LiPlaCis Phase 2 for metastatic Breast Cancer (mBC)

LiPlaCis has finalized the dose escalation part of the trial in November 2016 and has demonstrated promising activity in patients already in the dose escalation part. LiPlaCis is administered intravenously in 3 week cycles on day 1 and day 8. Upon the investigator’s judgement, the patient may continue treatment for more than 3 cycles when benefitting from the study. Response (confirmed PR = Partial Response) has been published for the first DRP®-screened patient with a hard to treat metastatic Breast Cancer. LiPlaCis has received status as a phase 2 study by the Danish authorities and 2 more (i.e. 3 out of 4 in total) Danish centers are now active in recruiting 12-15 metastatic Breast Cancer patients screened and expected to be highly likely responders to LiPlaCis. We expect to finalize the study in Q3 2017. The first regulatory approach has been to register LiPlaCis together with its DRP® companion diagnostic for an EU-marking. Next step in the regulatory strategy is building a data package for a ‘Pre-Submission meeting’ with the FDA. This is done in collaboration with US-experts.

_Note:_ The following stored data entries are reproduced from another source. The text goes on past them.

use anyhow::Result;

use super::Database;

/// One row of the `grocery_items` table. Category, unit and currency are
/// nullable in the schema.
#[derive(sqlx::FromRow, Debug, Clone, PartialEq)]
pub struct GroceryRow {
    pub id: i64,
    pub name: String,
    pub price: f64,
    pub category: Option<String>,
    pub unit: Option<String>,
    pub currency: Option<String>,
}

/// Reads the whole table in id order.
pub async fn fetch_grocery_rows(db: &Database) -> Result<Vec<GroceryRow>> {
    tracing::trace!("Fetching grocery items");
    // DECIMAL columns may come back as INTEGER under SQLite affinity rules.
    let rows = sqlx::query_as::<_, GroceryRow>(
        "SELECT id, name, CAST(price AS REAL) AS price, category, unit, currency
         FROM grocery_items ORDER BY id",
    )
    .fetch_all(db.pool())
    .await?;
    tracing::debug!(count = rows.len(), "Fetched grocery items");
    Ok(rows)
}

Collaboration agreement with Cadila Pharmaceuticals

Oncology Venture entered a collaboration agreement with Cadila Pharmaceuticals LTD in September 2016. Cadila invest in kind in research and development activities of 310 cancer patients and DRP® screening of more than 1400 patients. Cadila will perform four (4) Phase 2 trials in Prostate, Head & Neck, Skin and Esophageal Page 2 of 3 cancers and a pivotal randomized clinical Phase 3 trial in metastatic breast cancer. In the consortium of owners now including Cadila Pharmaceuticals, LiPlasome, MPI and Oncology Venture – Oncology Venture owns 29% of the total value of the LiPlaCis project after Phase 3. Further information about the development with Cadila is presented in a separate press release from 20 September 2016. The phase 2 part of the OV trial will take approximately 12 months which is Q3 2017, with interim data expected during the period. Together with our CRO Smerud LiPlaCis obtained a EUROSTARS grant (EU grant) in December 2016 supporting the development of LiPlaCis with a total value of 18 mSEK.